- Theatrical release poster
- Directed by: Tony Asimakopoulos
- Screenplay by: Tony Asimakopoulos
- Produced by: Mila Aung-Thwin Daniel Cross Bob Moore
- Starring: Tony Asimakopoulos Aristomenis and Vassiliki Asimakopoulos Natalie Karneef Ruble
- Cinematography: Tony Asimakopoulos
- Edited by: Tony Asimakopoulos
- Music by: Philip Karneef
- Distributed by: EyeSteelFilm
- Release date: 20 October 2011 (Montréal Festival du Nouveau Cinéma);
- Running time: 78 minutes
- Country: Canada
- Languages: English and Greek

= Fortunate Son (film) =

Fortunate Son (French title Le fils béni, Greek καλότυχος γιος, Kalotyhos gios) is an autobiographical feature documentary film by Tony Asimakopoulos, a Canadian film director of Greek origin.
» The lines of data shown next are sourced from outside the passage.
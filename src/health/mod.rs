/*!
 * # Health Check Module
 *
 * - `/health` - pings both stores, 503 if either is down
 * - `/health/live` - process liveness only
 * - `/health/version` - build information
 */

use axum::{
    extract::State,
    http::StatusCode,
    response::{IntoResponse, Json},
    routing::get,
    Router,
};
use chrono::{DateTime, Utc};
use serde::{Deserialize, Serialize};
use serde_json::json;
use std::collections::BTreeMap;
use std::sync::Arc;
use std::time::{Duration, SystemTime};
use tracing::{debug, warn};

use crate::db::{Store, Stores};

/// Basic health status
#[derive(Serialize, Deserialize, Debug, Clone, Copy, PartialEq, Eq)]
#[serde(rename_all = "lowercase")]
pub enum HealthStatus {
    Up,
    Down,
}

/// Health check detail
#[derive(Serialize, Deserialize, Debug, Clone)]
pub struct HealthDetail {
    pub status: HealthStatus,
    #[serde(skip_serializing_if = "Option::is_none")]
    pub latency_ms: Option<u128>,
    #[serde(skip_serializing_if = "Option::is_none")]
    pub message: Option<String>,
}

/// Overall health information
#[derive(Serialize, Deserialize, Debug, Clone)]
pub struct HealthInfo {
    pub status: HealthStatus,
    pub version: String,
    pub timestamp: DateTime<Utc>,
    pub uptime_seconds: u64,
    pub details: BTreeMap<String, HealthDetail>,
}

/// Health check state
#[derive(Clone)]
pub struct HealthState {
    pub stores: Stores,
    pub start_time: SystemTime,
}

impl HealthState {
    pub fn new(stores: Stores) -> Self {
        Self {
            stores,
            start_time: SystemTime::now(),
        }
    }

    /// Calculate system uptime
    pub fn uptime(&self) -> u64 {
        SystemTime::now()
            .duration_since(self.start_time)
            .unwrap_or(Duration::from_secs(0))
            .as_secs()
    }

    /// Pings each store and folds the results into one status.
    pub async fn check(&self) -> HealthInfo {
        let mut details = BTreeMap::new();
        for store in [Store::Warehouse, Store::Pos] {
            let detail = match self.stores.check_connection(store).await {
                Ok(latency) => HealthDetail {
                    status: HealthStatus::Up,
                    latency_ms: Some(latency.as_millis()),
                    message: None,
                },
                Err(e) => {
                    warn!(%store, error = %e, "store health check failed");
                    HealthDetail {
                        status: HealthStatus::Down,
                        latency_ms: None,
                        message: Some("unreachable".to_string()),
                    }
                }
            };
            details.insert(format!("{}_db", store), detail);
        }

        let status = if details.values().all(|d| d.status == HealthStatus::Up) {
            HealthStatus::Up
        } else {
            HealthStatus::Down
        };

        HealthInfo {
            status,
            version: env!("CARGO_PKG_VERSION").to_string(),
            timestamp: Utc::now(),
            uptime_seconds: self.uptime(),
            details,
        }
    }
}

/// Returns build and version information
pub async fn version_info() -> impl IntoResponse {
    Json(json!({
        "version": env!("CARGO_PKG_VERSION"),
        "commit": option_env!("GIT_HASH").unwrap_or("unknown"),
    }))
}

/// Basic health check endpoint
pub async fn health_check(State(state): State<Arc<HealthState>>) -> impl IntoResponse {
    debug!("Health check endpoint called");
    let health = state.check().await;
    let status_code = match health.status {
        HealthStatus::Up => StatusCode::OK,
        HealthStatus::Down => StatusCode::SERVICE_UNAVAILABLE,
    };
    (status_code, Json(health))
}

/// Liveness check endpoint
pub async fn liveness_check(State(state): State<Arc<HealthState>>) -> impl IntoResponse {
    (
        StatusCode::OK,
        Json(json!({
            "alive": true,
            "uptime_seconds": state.uptime(),
            "timestamp": Utc::now(),
        })),
    )
}

/// Creates router with health check endpoints, to be nested under `/health`.
pub fn health_routes(stores: Stores) -> Router {
    Router::new()
        .route("/", get(health_check))
        .route("/live", get(liveness_check))
        .route("/version", get(version_info))
        .with_state(Arc::new(HealthState::new(stores)))
}
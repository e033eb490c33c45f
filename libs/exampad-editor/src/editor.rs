use crate::buffer::{Buffer, Selection};
use crate::gutter::Viewport;
use crate::history::History;
use crate::interpreter::{self, Intent};
use crate::keys::KeyEvent;
use tracing::trace;

/// What a key press did.
#[derive(Debug, Clone, Copy, PartialEq, Eq)]
pub struct KeyOutcome {
    pub intent: Intent,
    /// The buffer text changed (selection-only moves do not count).
    pub changed: bool,
}

/// Buffer + undo history + viewport for one exercise.
#[derive(Debug, Clone)]
pub struct Editor {
    buffer: Buffer,
    history: History,
    viewport: Viewport,
    comment_marker: &'static str,
}

impl Editor {
    pub fn new(text: impl Into<String>, comment_marker: &'static str) -> Self {
        Self {
            buffer: Buffer::new(text),
            history: History::default(),
            viewport: Viewport::default(),
            comment_marker,
        }
    }

    pub fn buffer(&self) -> &Buffer {
        &self.buffer
    }

    pub fn text(&self) -> &str {
        self.buffer.text()
    }

    pub fn selection(&self) -> Selection {
        self.buffer.selection()
    }

    pub fn set_selection(&mut self, selection: Selection) {
        self.buffer.set_selection(selection);
    }

    pub fn comment_marker(&self) -> &'static str {
        self.comment_marker
    }

    pub fn set_comment_marker(&mut self, marker: &'static str) {
        self.comment_marker = marker;
    }

    pub fn line_count(&self) -> usize {
        self.buffer.line_count()
    }

    pub fn viewport(&self) -> &Viewport {
        &self.viewport
    }

    pub fn scroll_to(&mut self, line: usize) {
        let count = self.line_count();
        self.viewport.scroll_to(line, count);
    }

    /// Replace the whole document (load from storage or a template).
    /// History does not cross a load.
    pub fn load(&mut self, text: impl Into<String>) {
        self.buffer = Buffer::new(text);
        self.history.clear();
        self.viewport = Viewport::default();
    }

    pub fn handle_key(&mut self, event: &KeyEvent) -> KeyOutcome {
        let intent = interpreter::classify(&self.buffer, event);
        trace!(?intent, key = ?event.key, "Key classified");

        let changed = match intent {
            Intent::Undo => self.undo(),
            Intent::Redo => self.redo(),
            _ => {
                let before = self.buffer.clone();
                interpreter::apply(&mut self.buffer, intent, event, self.comment_marker);
                self.commit(before)
            }
        };

        KeyOutcome { intent, changed }
    }

    /// Insert text at the selection, as a paste would.
    pub fn insert_text(&mut self, text: &str) -> bool {
        let before = self.buffer.clone();
        self.buffer.replace_selection(text);
        self.commit(before)
    }

    pub fn undo(&mut self) -> bool {
        match self.history.undo(&self.buffer) {
            Some(previous) => {
                self.buffer = previous;
                true
            }
            None => false,
        }
    }

    pub fn redo(&mut self) -> bool {
        match self.history.redo(&self.buffer) {
            Some(next) => {
                self.buffer = next;
                true
            }
            None => false,
        }
    }

    fn commit(&mut self, before: Buffer) -> bool {
        let changed = before.text() != self.buffer.text();
        if changed {
            self.history.record(before);
        }
        changed
    }
}
use serde::{Deserialize, Serialize};

/// A key as reported by the host, named the way browser key events name them:
/// a single character, or a name such as `"Enter"` or `"Tab"`.
#[derive(Debug, Clone, Copy, PartialEq, Eq, Serialize, Deserialize)]
#[serde(from = "String", into = "String")]
pub enum Key {
    Char(char),
    Enter,
    Tab,
    Backspace,
    Delete,
    Left,
    Right,
    Other,
}

impl From<String> for Key {
    fn from(name: String) -> Self {
        let mut chars = name.chars();
        if let (Some(c), None) = (chars.next(), chars.next()) {
            return Key::Char(c);
        }
        match name.as_str() {
            "Enter" | "Return" => Key::Enter,
            "Tab" => Key::Tab,
            "Backspace" => Key::Backspace,
            "Delete" => Key::Delete,
            "ArrowLeft" | "Left" => Key::Left,
            "ArrowRight" | "Right" => Key::Right,
            _ => Key::Other,
        }
    }
}

impl From<Key> for String {
    fn from(key: Key) -> Self {
        match key {
            Key::Char(c) => c.to_string(),
            Key::Enter => "Enter".to_string(),
            Key::Tab => "Tab".to_string(),
            Key::Backspace => "Backspace".to_string(),
            Key::Delete => "Delete".to_string(),
            Key::Left => "ArrowLeft".to_string(),
            Key::Right => "ArrowRight".to_string(),
            Key::Other => "Unidentified".to_string(),
        }
    }
}

#[derive(Debug, Clone, Copy, PartialEq, Eq, Serialize, Deserialize)]
pub struct KeyEvent {
    pub key: Key,
    #[serde(default)]
    pub ctrl: bool,
    #[serde(default)]
    pub meta: bool,
    #[serde(default)]
    pub shift: bool,
    #[serde(default)]
    pub alt: bool,
}

impl KeyEvent {
    pub fn new(key: Key) -> Self {
        Self {
            key,
            ctrl: false,
            meta: false,
            shift: false,
            alt: false,
        }
    }

    pub fn char(c: char) -> Self {
        Self::new(Key::Char(c))
    }

    pub fn ctrl(mut self) -> Self {
        self.ctrl = true;
        self
    }

    pub fn shift(mut self) -> Self {
        self.shift = true;
        self
    }

    /// Ctrl on most platforms, Cmd on macOS.
    pub fn command(&self) -> bool {
        self.ctrl || self.meta
    }

    /// Character typed without a command modifier, if any.
    pub fn typed_char(&self) -> Option<char> {
        match self.key {
            Key::Char(c) if !self.command() => Some(c),
            _ => None,
        }
    }
}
The film was released in 2011 and produced by Mila Aung-Thwin, Daniel Cross and Bob Moore of the Montreal-based film production company, EyeSteelFilm. The film is in English and Greek, with subtitles in English and French. As Asimakopoulos' first documentary, the film has been called "A searing documentary about family" by Liz Braun of the Toronto Sun, as well as "[...] a story of what binds families together, and what it means to be loved" by Daniel Pratt of Exclaim!.

==Synopsis==
Set in the mid 2000s, Fortunate Son documents Asimakopoulos’ return to his childhood home of Montreal after fleeing to Ottawa in the late 1990s to undergo self-imposed drug rehabilitation. Now in his forties, post-detox, Asimakopoulos seeks to reconnect with his parents, and attempts to mend their relationship. Over the course of a couple of years, Asimakopoulos turns the camera on the private life of his overbearing mother Vassiliki and ailing father Aristomenis and the patterns of dysfunction they share. As part of his recovery process, Asimakopoulos aims to gain perspective on his parents’ experience of his troubled youth in hopes that it will guide a new chapter in his life with his partner, Natalie.

==Style==
Fortunate Son is composed of a medley of cinematic techniques that achieve a distinct style that hinges between that of a traditional documentary film and a Cinéma vérité. Asimakopoulos uses scenes from his earlier short films, with actors playing him and his family, along with voice-over and contemporary footage to illustrate his past.

==Screenings==
The film was shown at the prestigious International Documentary Film Festival Amsterdam (IDFA), Montreal's Festival du nouveau cinéma in 2011, as well as the Thessaloniki International Film Festival, Rendez-vous du cinéma québécois and the Los Angeles Greek Film Festival. It was also shown at the Los Angeles, Chicago, London and Sydney Greek Film Festivals. Public screenings started in Montreal on 1 June 2012.

==Awards==
Fortunate Son was the 7th highest-grossing theatrical documentary in Quebec in 2012. The same year, Asimakopoulos was given a special award by the National Ethnic Press and Media Council of Canada, for "Exceptional Services Rendered to Journalism & Cinema".